▶ Work task: Give back all of the data verbatim.

Items listed in a dataset:
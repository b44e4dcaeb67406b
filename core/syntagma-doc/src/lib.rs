//! In-memory document model built from a dependency-parser record stream.
//!
//! A [`Document`] owns its [`Sentence`]s, a sentence owns its [`Token`]s,
//! its [`DependencyTree`] and its [`Chunk`]s. Back references (token to
//! sentence, chunk to sentence) are plain ids; navigation that needs the
//! owning sentence goes through the borrowed [`TokenRef`] view.

pub mod chunk;
pub mod document;
pub mod features;
pub mod sentence;
pub mod token;
pub mod tree;
pub mod view;

pub use chunk::{Chunk, ChunkDisplay};
pub use document::Document;
pub use features::Features;
pub use sentence::{Group, Sentence};
pub use token::{Head, Token, TYPE_FEATURE};
pub use tree::DependencyTree;
pub use view::TokenRef;

pub use syntagma_protocol::{
    ChunkRole, DocumentId, GlobalTokenId, Result, SentenceId, SentenceKey, SyntagmaError, TokenId,
};
//! Rebuilds a [`Document`] from the analyzer's CONLL output.
//!
//! One token per line, a blank line closes the current sentence. Closing a
//! sentence resolves its heads and builds its dependency tree before it is
//! attached to the document.

pub mod record;

use log::debug;
use syntagma_doc::{Document, Sentence};
use syntagma_protocol::{Result, SyntagmaError};

pub use record::{parse_features, parse_record, FIELD_COUNT};

/// Line-by-line document builder.
pub struct DocumentParser {
    document: Document,
    current: Sentence,
    line: usize,
}

impl DocumentParser {
    pub fn new() -> Self {
        let document = Document::new();
        let current = document.new_sentence();
        Self {
            document,
            current,
            line: 0,
        }
    }

    /// Feeds the next line, without its terminator (a trailing `\r` is tolerated).
    pub fn feed(&mut self, line: &str) -> Result<()> {
        self.line += 1;
        let line = line.trim_end_matches(['\n', '\r']);

        if line.trim().is_empty() {
            return self.close_sentence();
        }

        let token = record::parse_record(line, self.line)?;
        let expected = self.current.len() + 1;
        if token.id.get() as usize != expected {
            return Err(SyntagmaError::MalformedRecord {
                line: self.line,
                reason: format!("token id {} out of sequence, expected {}", token.id, expected),
            });
        }
        self.current.push_token(token);
        Ok(())
    }

    /// Closes a trailing unterminated sentence and returns the document.
    pub fn finish(mut self) -> Result<Document> {
        self.close_sentence()?;
        self.document.resolve_all()?;
        debug!(
            "parsed {} sentences from {} lines",
            self.document.len(),
            self.line
        );
        Ok(self.document)
    }

    /// Lines read so far.
    pub fn line(&self) -> usize {
        self.line
    }

    fn close_sentence(&mut self) -> Result<()> {
        if self.current.is_empty() {
            return Ok(());
        }
        let finished = std::mem::replace(&mut self.current, self.document.new_sentence());
        self.document.attach(finished)?;
        // The placeholder still holds the slot just filled.
        self.current = self.document.new_sentence();
        Ok(())
    }
}

impl Default for DocumentParser {
    fn default() -> Self {
        Self::new()
    }
}

/// Parses a sequence of lines.
pub fn parse_lines<I, S>(lines: I) -> Result<Document>
where
    I: IntoIterator<Item = S>,
    S: AsRef<str>,
{
    let mut parser = DocumentParser::new();
    for line in lines {
        parser.feed(line.as_ref())?;
    }
    parser.finish()
}

/// Parses a whole CONLL text.
pub fn parse_str(input: &str) -> Result<Document> {
    parse_lines(input.lines())
}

▶ Finished task:
repository b44e4dcaeb67406b
filename core/syntagma-doc/src/lib.rs
//! In-memory document model built from a dependency-parser record stream.
//!
//! A [`Document`] owns its [`Sentence`]s, a sentence owns its [`Token`]s,
//! its [`DependencyTree`] and its [`Chunk`]s. Back references (token to
//! sentence, chunk to sentence) are plain ids; navigation that needs the
//! owning sentence goes through the borrowed [`TokenRef`] view.

pub mod chunk;
pub mod document;
pub mod features;
pub mod sentence;
pub mod token;
pub mod tree;
pub mod view;

pub use chunk::{Chunk, ChunkDisplay};
pub use document::Document;
pub use features::Features;
pub use sentence::{Group, Sentence};
pub use token::{Head, Token, TYPE_FEATURE};
pub use tree::DependencyTree;
pub use view::TokenRef;

pub use syntagma_protocol::{
    ChunkRole, DocumentId, GlobalTokenId, Result, SentenceId, SentenceKey, SyntagmaError, TokenId,
};
//! Rebuilds a [`Document`] from the analyzer's CONLL output.
//!
//! One token per line, a blank line closes the current sentence. Closing a
//! sentence resolves its heads and builds its dependency tree before it is
//! attached to the document.

pub mod record;

use log::debug;
use syntagma_doc::{Document, Sentence};
use syntagma_protocol::{Result, SyntagmaError};

pub use record::{parse_features, parse_record, FIELD_COUNT};

/// Line-by-line document builder.
pub struct DocumentParser {
    document: Document,
    current: Sentence,
    line: usize,
}

impl DocumentParser {
    pub fn new() -> Self {
        let document = Document::new();
        let current = document.new_sentence();
        Self {
            document,
            current,
            line: 0,
        }
    }

    /// Feeds the next line, without its terminator (a trailing `\r` is tolerated).
    pub fn feed(&mut self, line: &str) -> Result<()> {
        self.line += 1;
        let line = line.trim_end_matches(['\n', '\r']);

        if line.trim().is_empty() {
            return self.close_sentence();
        }

        let token = record::parse_record(line, self.line)?;
        let expected = self.current.len() + 1;
        if token.id.get() as usize != expected {
            return Err(SyntagmaError::MalformedRecord {
                line: self.line,
                reason: format!("token id {} out of sequence, expected {}", token.id, expected),
            });
        }
        self.current.push_token(token);
        Ok(())
    }

    /// Closes a trailing unterminated sentence and returns the document.
    pub fn finish(mut self) -> Result<Document> {
        self.close_sentence()?;
        self.document.resolve_all()?;
        debug!(
            "parsed {} sentences from {} lines",
            self.document.len(),
            self.line
        );
        Ok(self.document)
    }

    /// Lines read so far.
    pub fn line(&self) -> usize {
        self.line
    }

    fn close_sentence(&mut self) -> Result<()> {
        if self.current.is_empty() {
            return Ok(());
        }
        let finished = std::mem::replace(&mut self.current, self.document.new_sentence());
        self.document.attach(finished)?;
        // The placeholder still holds the slot just filled.
        self.current = self.document.new_sentence();
        Ok(())
    }
}

impl Default for DocumentParser {
    fn default() -> Self {
        Self::new()
    }
}

/// Parses a sequence of lines.
pub fn parse_lines<I, S>(lines: I) -> Result<Document>
where
    I: IntoIterator<Item = S>,
    S: AsRef<str>,
{
    let mut parser = DocumentParser::new();
    for line in lines {
        parser.feed(line.as_ref())?;
    }
    parser.finish()
}

/// Parses a whole CONLL text.
pub fn parse_str(input: &str) -> Result<Document> {
    parse_lines(input.lines())
}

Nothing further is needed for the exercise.